Hundreds of survivors of the Bhopal gas disaster have been left without access to adequate medical care after local government ordered the requisition of the Bhopal Memorial Hospital & Research Centre for the exclusive treatment of Covid-19 patients in the city. The BMHRC opened in 2001 by direct request of the Supreme Court as a specialist hospital dedicated to the treatment of survivors of the 1984 gas disaster. The hospital has already been through a period of turmoil in recent years, culminating in a mass walkout by staff late last year. On March 23rd 2020, the district magistrate ordered the requisition of the hospital as a Covid-19 treatment centre under administrative control of the state government. On the evening of March 24th the hospital director announced that the centre would be dedicated solely to the treatment of Covid-19 patients and ordered the immediate discharge of all existing patients, including those receiving critical care in the ICU.
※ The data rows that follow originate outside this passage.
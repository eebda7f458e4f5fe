//! # Close-Degree Policy
//!
//! The close degree decides what happens to a physical file, and to the
//! objects still open in it, when its last logical file handle is closed.
//! It is chosen when the physical file is first opened and every later open
//! of the same file must request the same degree.
//!
//! | Degree | Last logical close with N open objects                  |
//! |--------|---------------------------------------------------------|
//! | Strong | close all N objects, then release the file              |
//! | Weak   | objects stay usable; release when the last one closes   |
//! | Semi   | N > 0 fails with `ObjectsStillOpen`, nothing changes    |
//! | any    | N == 0 releases the file                                |
//!
//! `Default` is not a behaviour of its own: it resolves to the registry's
//! configured library default when the file is opened.

use std::fmt;

#[derive(Debug, Clone, Copy, PartialEq, Eq, Default)]
pub enum CloseDegree {
    #[default]
    Default,
    Weak,
    Semi,
    Strong,
}

#[derive(Debug, Clone, Copy, PartialEq, Eq)]
pub enum EffectiveDegree {
    Weak,
    Semi,
    Strong,
}

#[derive(Debug, Clone, Copy, PartialEq, Eq)]
pub enum CloseAction {
    Release,
    CloseObjectsThenRelease,
    Defer,
    Refuse,
}

impl CloseDegree {
    pub fn resolve(self, library_default: EffectiveDegree) -> EffectiveDegree {
        match self {
            CloseDegree::Default => library_default,
            CloseDegree::Weak => EffectiveDegree::Weak,
            CloseDegree::Semi => EffectiveDegree::Semi,
            CloseDegree::Strong => EffectiveDegree::Strong,
        }
    }
}

impl From<EffectiveDegree> for CloseDegree {
    fn from(d: EffectiveDegree) -> Self {
        match d {
            EffectiveDegree::Weak => CloseDegree::Weak,
            EffectiveDegree::Semi => CloseDegree::Semi,
            EffectiveDegree::Strong => CloseDegree::Strong,
        }
    }
}

impl EffectiveDegree {
    pub fn on_last_close(self, open_objects: usize) -> CloseAction {
        match (self, open_objects) {
            (_, 0) => CloseAction::Release,
            (EffectiveDegree::Strong, _) => CloseAction::CloseObjectsThenRelease,
            (EffectiveDegree::Weak, _) => CloseAction::Defer,
            (EffectiveDegree::Semi, _) => CloseAction::Refuse,
        }
    }

    pub fn name(self) -> &'static str {
        match self {
            EffectiveDegree::Weak => "weak",
            EffectiveDegree::Semi => "semi",
            EffectiveDegree::Strong => "strong",
        }
    }
}

impl fmt::Display for EffectiveDegree {
    fn fmt(&self, f: &mut fmt::Formatter<'_>) -> fmt::Result {
        f.write_str(self.name())
    }
}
The discharge order has left numerous patients with critical health conditions to seek treatment at other health centres in the city, many of which lack the necessary facilities or staff to provide them with adequate care. According to news reports, two patients who were receiving treatment in the ICU at BMHRC have already died since they were discharged two weeks ago. In addition, the lives of 30 patients who were receiving regular dialysis for kidney conditions at BMHRC are now in danger as there are an insufficient number of dialysis machines at other local hospitals to support their ongoing treatment. Hundreds more patients suffering from serious health conditions including cancers, pulmonary diseases, diabetes and hypertension are also at risk and members of the survivor organisations fear many more lives will be lost if their treatment at BMHRC is not restored imminently.
To this end a petition for the immediate re-opening of the facility was put to the supreme court this week by Rachna Dhingra of the Bhopal Group for Information and Action and former BMHRC patient Munni Bee, under the advocacy of lawyer Karuna Nundy. The 68-year-old Munni Bee underwent a tracheostomy at BMHRC on March 11th and was receiving critical medical care in the General ICU until she was forcibly discharged on March 24th. Since then her treatment has been mishandled by staff at another facility and her condition has worsened as a result. The petition to the Supreme Court challenges the legality of the state government’s requisition order of the BMHRC under articles 14 and 19 of the Indian Constitution. It also states that the order breaches the ‘terms of the Trust Deed under which the Bhopal Memorial Hospital & Research Centre was set up’ by order of the Supreme Court, which stated that the centre would be dedicated to the treatment of survivors of the Bhopal gas disaster.
Yesterday the Supreme Court Bench, headed by the Chief Justice of India Sa Bobde, ordered that the petition be put before the Madhya Pradesh High Court at Jabalpur at once. The petition should be heard by the court over the coming days, at which point we hope that the court will overturn the decision of the district magistrate and re-open the hospital for the continued treatment of the gas survivors immediately. While we recognise that facilities for the treatment of Covid-19 patients will be required in Bhopal, it cannot be at the expense of the lives of those already requiring treatment for existing health conditions. It is our hope if the petition succeeds that alternative facilities will be made available for the treatment of those with Covid-19, especially as the survivor population in the city is one of the most vulnerable to the effects of coronavirus in the world due to their existing health conditions. We will provide further updates on the situation and the outcome of the court’s decision on the coming days. Until then, as always, take care and remain safe.